The task — Give each record below again, without a single difference.

Information given —
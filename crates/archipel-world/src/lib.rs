//! Island world assembly: template chunks, the seed chunk cache, the island
//! chunk generator, background generation, and the world lifecycle.
//!
//! The seed cache must be built and installed before any chunk generation
//! runs. [`IslandWorld`] and [`GenerationPool::new`] enforce this by refusing
//! to hand out work until a cache is present.

mod async_generation;
mod chunk;
mod error;
mod generator;
mod lifecycle;
mod seed_cache;
mod template;

pub use async_generation::{GeneratedChunkResult, GenerationPool};
pub use chunk::{BIOME_CELLS, BIOME_CELL_SIZE, CHUNK_WIDTH, ChunkPos, ChunkSnapshot, ColumnSample, SurfaceBlock};
pub use error::WorldError;
pub use generator::{GeneratedChunk, IslandChunkGenerator};
pub use lifecycle::IslandWorld;
pub use seed_cache::{
    CacheBuildError, CacheProgress, ProgressSink, ProgressThrottle, SeedChunkCache,
    TracingProgress, build_cache,
};
pub use template::{CaptureError, SeedWorld, TemplateWorld};
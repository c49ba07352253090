//! Biome system: quadrant band tables and the island-relative resolver.
//!
//! Every island is wrapped in rings of terrain categories. Ring edges are
//! measured in squared distance from the island center, normalized by the
//! squared island radius, and each compass quadrant uses its own table so
//! the rings do not line up along the diagonals.

mod bands;
mod category;
mod quadrant;
mod resolver;

pub use bands::{
    BANDS_PER_QUADRANT, BAND_EDGES, BandTable, DEFAULT_CATEGORY, QuadrantTables, quadrant_tables,
};
pub use category::TerrainCategory;
pub use quadrant::Quadrant;
pub use resolver::{BiomeSample, IslandBiomeResolver};
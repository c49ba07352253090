//! World-level error type.

use archipel_config::ConfigError;
use archipel_terrain::LatticeError;

use crate::chunk::ChunkPos;
use crate::seed_cache::CacheBuildError;

/// Errors surfaced by the island world lifecycle and chunk generation.
#[derive(Debug, thiserror::Error)]
pub enum WorldError {
    /// Settings failed validation.
    #[error("invalid configuration: {0}")]
    Config(#[from] ConfigError),

    /// The island lattice could not be built.
    #[error("invalid island lattice: {0}")]
    Lattice(#[from] LatticeError),

    /// The seed cache build was abandoned.
    #[error("seed cache build failed: {0}")]
    CacheBuild(#[from] CacheBuildError),

    /// Chunk generation was requested before the seed cache was installed.
    #[error("seed chunk cache has not been built")]
    CacheNotBuilt,

    /// A world chunk maps to a template chunk the cache does not hold.
    #[error("no template chunk {template:?} for world chunk {world:?}")]
    MissingTemplate {
        /// World chunk being generated.
        world: ChunkPos,
        /// Template chunk it maps to.
        template: ChunkPos,
    },

    /// A generation worker thread could not be started.
    #[error("failed to spawn generation worker: {0}")]
    WorkerSpawn(#[source] std::io::Error),
}
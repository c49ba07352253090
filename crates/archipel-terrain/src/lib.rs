//! Island terrain: lattice addressing, quadrant band tables, biome resolution,
//! the fBm heightmap behind the template world, and debug map rendering.

mod heightmap;
mod lattice;

pub mod biome;
pub mod debug_viz;

pub use biome::{
    BANDS_PER_QUADRANT, BAND_EDGES, BandTable, BiomeSample, DEFAULT_CATEGORY,
    IslandBiomeResolver, Quadrant, QuadrantTables, TerrainCategory, quadrant_tables,
};
pub use heightmap::{HeightmapParams, HeightmapSampler};
pub use lattice::{IslandCenter, IslandLattice, LatticeError};
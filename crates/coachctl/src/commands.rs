//! Subcommand implementations.

use anyhow::{bail, Result};
use coach_core::{
    calibrate as run_calibration, pipeline, CoachConfig, OllamaRunner, PerformanceMode,
    SessionState, SystemProbe,
};
use owo_colors::OwoColorize;
use std::io::Read;
use std::sync::Arc;

pub fn doctor(config: &CoachConfig) -> Result<()> {
    let report = SystemProbe::new(config).check();

    println!("{}", "System requirements".bold());
    for message in &report.messages {
        if message.ends_with("OK") || message.contains(": OK") {
            println!("  {} {}", "✓".green(), message);
        } else {
            println!("  {} {}", "✗".red(), message);
        }
    }

    println!();
    if report.all_requirements_met {
        println!("{}", "All requirements met.".green());
    } else {
        println!(
            "{}",
            "Some requirements are not met; expect degraded behavior.".yellow()
        );
    }
    Ok(())
}

pub fn models(config: &CoachConfig) -> Result<()> {
    let report = SystemProbe::new(config).check();
    if report.available_models.is_empty() {
        println!("No models found (is {} installed?)", config.inference_binary);
        return Ok(());
    }

    for model in &report.available_models {
        if model.eq_ignore_ascii_case(&config.model) {
            println!("{} {}", model.green().bold(), "(selected)".dimmed());
        } else {
            println!("{}", model);
        }
    }
    Ok(())
}

pub async fn calibrate(config: &CoachConfig) -> Result<()> {
    let runner = OllamaRunner::new(config);
    let mode = run_calibration(&runner, config).await;

    match mode {
        PerformanceMode::High => println!("{}", "Performance mode: high".green()),
        PerformanceMode::Low => println!("{}", "Performance mode: low".yellow()),
    }
    Ok(())
}

/// Resolve the pipeline: forced mode if given, otherwise calibrate.
async fn resolve_pipeline(
    config: &CoachConfig,
    forced_mode: Option<&str>,
) -> Result<Box<dyn pipeline::Pipeline>> {
    let runner = Arc::new(OllamaRunner::new(config));

    let mode = match forced_mode {
        Some("high") => PerformanceMode::High,
        Some("low") => PerformanceMode::Low,
        Some(other) => bail!("Unknown mode '{}', expected 'high' or 'low'", other),
        None => run_calibration(runner.as_ref(), config).await,
    };

    Ok(pipeline::select(mode, runner, config))
}

fn read_transcript(transcript: &str) -> Result<String> {
    if transcript == "-" {
        let mut buf = String::new();
        std::io::stdin().read_to_string(&mut buf)?;
        Ok(buf.trim().to_string())
    } else {
        Ok(transcript.to_string())
    }
}

pub async fn ask(
    config: &CoachConfig,
    profession: &str,
    count: usize,
    forced_mode: Option<&str>,
) -> Result<()> {
    let pipeline = resolve_pipeline(config, forced_mode).await?;
    let mut session = SessionState::new();

    for index in 1..=count.max(1) {
        let result = pipeline.generate_question(profession, &mut session).await;
        if result.executed_successfully {
            println!("{}. {}", index, result.text);
        } else {
            println!(
                "{}. {} ({})",
                index,
                "question generation failed".red(),
                result
                    .failure_reason
                    .map(|r| r.as_str())
                    .unwrap_or("unknown")
            );
        }
    }
    Ok(())
}

pub async fn grade(
    config: &CoachConfig,
    profession: &str,
    question: &str,
    transcript: &str,
    forced_mode: Option<&str>,
) -> Result<()> {
    let transcript = read_transcript(transcript)?;
    let pipeline = resolve_pipeline(config, forced_mode).await?;

    let result = pipeline
        .generate_feedback(profession, question, &transcript)
        .await;

    if result.executed_successfully {
        println!("{}", result.text);
        if result.slow_response {
            eprintln!(
                "{}",
                format!("(slow response: {:.1}s)", result.elapsed_secs).yellow()
            );
        }
    } else {
        bail!(
            "Feedback generation failed: {}",
            result
                .failure_reason
                .map(|r| r.as_str())
                .unwrap_or("unknown")
        );
    }
    Ok(())
}

pub async fn evaluate(
    config: &CoachConfig,
    profession: &str,
    question: &str,
    transcript: &str,
    forced_mode: Option<&str>,
) -> Result<()> {
    let transcript = read_transcript(transcript)?;
    let pipeline = resolve_pipeline(config, forced_mode).await?;

    let outcome = pipeline
        .generate_evaluation(profession, question, &transcript)
        .await;

    match outcome.evaluation {
        Some(evaluation) => {
            println!("{}", serde_json::to_string_pretty(&evaluation)?);
        }
        None => {
            println!(
                "{}",
                "Evaluation unavailable (model output could not be interpreted).".yellow()
            );
        }
    }
    Ok(())
}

Expected answer —
filename crates/archipel-world/src/lib.rs
//! Island world assembly: template chunks, the seed chunk cache, the island
//! chunk generator, background generation, and the world lifecycle.
//!
//! The seed cache must be built and installed before any chunk generation
//! runs. [`IslandWorld`] and [`GenerationPool::new`] enforce this by refusing
//! to hand out work until a cache is present.

mod async_generation;
mod chunk;
mod error;
mod generator;
mod lifecycle;
mod seed_cache;
mod template;

pub use async_generation::{GeneratedChunkResult, GenerationPool};
pub use chunk::{BIOME_CELLS, BIOME_CELL_SIZE, CHUNK_WIDTH, ChunkPos, ChunkSnapshot, ColumnSample, SurfaceBlock};
pub use error::WorldError;
pub use generator::{GeneratedChunk, IslandChunkGenerator};
pub use lifecycle::IslandWorld;
pub use seed_cache::{
    CacheBuildError, CacheProgress, ProgressSink, ProgressThrottle, SeedChunkCache,
    TracingProgress, build_cache,
};
pub use template::{CaptureError, SeedWorld, TemplateWorld};
repository c49ba07352253090
//! Biome system: quadrant band tables and the island-relative resolver.
//!
//! Every island is wrapped in rings of terrain categories. Ring edges are
//! measured in squared distance from the island center, normalized by the
//! squared island radius, and each compass quadrant uses its own table so
//! the rings do not line up along the diagonals.

mod bands;
mod category;
mod quadrant;
mod resolver;

pub use bands::{
    BANDS_PER_QUADRANT, BAND_EDGES, BandTable, DEFAULT_CATEGORY, QuadrantTables, quadrant_tables,
};
pub use category::TerrainCategory;
pub use quadrant::Quadrant;
pub use resolver::{BiomeSample, IslandBiomeResolver};
repository c49ba07352253090
//! World-level error type.

use archipel_config::ConfigError;
use archipel_terrain::LatticeError;

use crate::chunk::ChunkPos;
use crate::seed_cache::CacheBuildError;

/// Errors surfaced by the island world lifecycle and chunk generation.
#[derive(Debug, thiserror::Error)]
pub enum WorldError {
    /// Settings failed validation.
    #[error("invalid configuration: {0}")]
    Config(#[from] ConfigError),

    /// The island lattice could not be built.
    #[error("invalid island lattice: {0}")]
    Lattice(#[from] LatticeError),

    /// The seed cache build was abandoned.
    #[error("seed cache build failed: {0}")]
    CacheBuild(#[from] CacheBuildError),

    /// Chunk generation was requested before the seed cache was installed.
    #[error("seed chunk cache has not been built")]
    CacheNotBuilt,

    /// A world chunk maps to a template chunk the cache does not hold.
    #[error("no template chunk {template:?} for world chunk {world:?}")]
    MissingTemplate {
        /// World chunk being generated.
        world: ChunkPos,
        /// Template chunk it maps to.
        template: ChunkPos,
    },

    /// A generation worker thread could not be started.
    #[error("failed to spawn generation worker: {0}")]
    WorkerSpawn(#[source] std::io::Error),
}
repository c49ba07352253090
filename crates/archipel-terrain/src/lib.rs
//! Island terrain: lattice addressing, quadrant band tables, biome resolution,
//! the fBm heightmap behind the template world, and debug map rendering.

mod heightmap;
mod lattice;

pub mod biome;
pub mod debug_viz;

pub use biome::{
    BANDS_PER_QUADRANT, BAND_EDGES, BandTable, BiomeSample, DEFAULT_CATEGORY,
    IslandBiomeResolver, Quadrant, QuadrantTables, TerrainCategory, quadrant_tables,
};
pub use heightmap::{HeightmapParams, HeightmapSampler};
pub use lattice::{IslandCenter, IslandLattice, LatticeError};
filename crates/coachctl/src/commands.rs
//! Subcommand implementations.

use anyhow::{bail, Result};
use coach_core::{
    calibrate as run_calibration, pipeline, CoachConfig, OllamaRunner, PerformanceMode,
    SessionState, SystemProbe,
};
use owo_colors::OwoColorize;
use std::io::Read;
use std::sync::Arc;

pub fn doctor(config: &CoachConfig) -> Result<()> {
    let report = SystemProbe::new(config).check();

    println!("{}", "System requirements".bold());
    for message in &report.messages {
        if message.ends_with("OK") || message.contains(": OK") {
            println!("  {} {}", "✓".green(), message);
        } else {
            println!("  {} {}", "✗".red(), message);
        }
    }

    println!();
    if report.all_requirements_met {
        println!("{}", "All requirements met.".green());
    } else {
        println!(
            "{}",
            "Some requirements are not met; expect degraded behavior.".yellow()
        );
    }
    Ok(())
}

pub fn models(config: &CoachConfig) -> Result<()> {
    let report = SystemProbe::new(config).check();
    if report.available_models.is_empty() {
        println!("No models found (is {} installed?)", config.inference_binary);
        return Ok(());
    }

    for model in &report.available_models {
        if model.eq_ignore_ascii_case(&config.model) {
            println!("{} {}", model.green().bold(), "(selected)".dimmed());
        } else {
            println!("{}", model);
        }
    }
    Ok(())
}

pub async fn calibrate(config: &CoachConfig) -> Result<()> {
    let runner = OllamaRunner::new(config);
    let mode = run_calibration(&runner, config).await;

    match mode {
        PerformanceMode::High => println!("{}", "Performance mode: high".green()),
        PerformanceMode::Low => println!("{}", "Performance mode: low".yellow()),
    }
    Ok(())
}

/// Resolve the pipeline: forced mode if given, otherwise calibrate.
async fn resolve_pipeline(
    config: &CoachConfig,
    forced_mode: Option<&str>,
) -> Result<Box<dyn pipeline::Pipeline>> {
    let runner = Arc::new(OllamaRunner::new(config));

    let mode = match forced_mode {
        Some("high") => PerformanceMode::High,
        Some("low") => PerformanceMode::Low,
        Some(other) => bail!("Unknown mode '{}', expected 'high' or 'low'", other),
        None => run_calibration(runner.as_ref(), config).await,
    };

    Ok(pipeline::select(mode, runner, config))
}

fn read_transcript(transcript: &str) -> Result<String> {
    if transcript == "-" {
        let mut buf = String::new();
        std::io::stdin().read_to_string(&mut buf)?;
        Ok(buf.trim().to_string())
    } else {
        Ok(transcript.to_string())
    }
}

pub async fn ask(
    config: &CoachConfig,
    profession: &str,
    count: usize,
    forced_mode: Option<&str>,
) -> Result<()> {
    let pipeline = resolve_pipeline(config, forced_mode).await?;
    let mut session = SessionState::new();

    for index in 1..=count.max(1) {
        let result = pipeline.generate_question(profession, &mut session).await;
        if result.executed_successfully {
            println!("{}. {}", index, result.text);
        } else {
            println!(
                "{}. {} ({})",
                index,
                "question generation failed".red(),
                result
                    .failure_reason
                    .map(|r| r.as_str())
                    .unwrap_or("unknown")
            );
        }
    }
    Ok(())
}

pub async fn grade(
    config: &CoachConfig,
    profession: &str,
    question: &str,
    transcript: &str,
    forced_mode: Option<&str>,
) -> Result<()> {
    let transcript = read_transcript(transcript)?;
    let pipeline = resolve_pipeline(config, forced_mode).await?;

    let result = pipeline
        .generate_feedback(profession, question, &transcript)
        .await;

    if result.executed_successfully {
        println!("{}", result.text);
        if result.slow_response {
            eprintln!(
                "{}",
                format!("(slow response: {:.1}s)", result.elapsed_secs).yellow()
            );
        }
    } else {
        bail!(
            "Feedback generation failed: {}",
            result
                .failure_reason
                .map(|r| r.as_str())
                .unwrap_or("unknown")
        );
    }
    Ok(())
}

pub async fn evaluate(
    config: &CoachConfig,
    profession: &str,
    question: &str,
    transcript: &str,
    forced_mode: Option<&str>,
) -> Result<()> {
    let transcript = read_transcript(transcript)?;
    let pipeline = resolve_pipeline(config, forced_mode).await?;

    let outcome = pipeline
        .generate_evaluation(profession, question, &transcript)
        .await;

    match outcome.evaluation {
        Some(evaluation) => {
            println!("{}", serde_json::to_string_pretty(&evaluation)?);
        }
        None => {
            println!(
                "{}",
                "Evaluation unavailable (model output could not be interpreted).".yellow()
            );
        }
    }
    Ok(())
}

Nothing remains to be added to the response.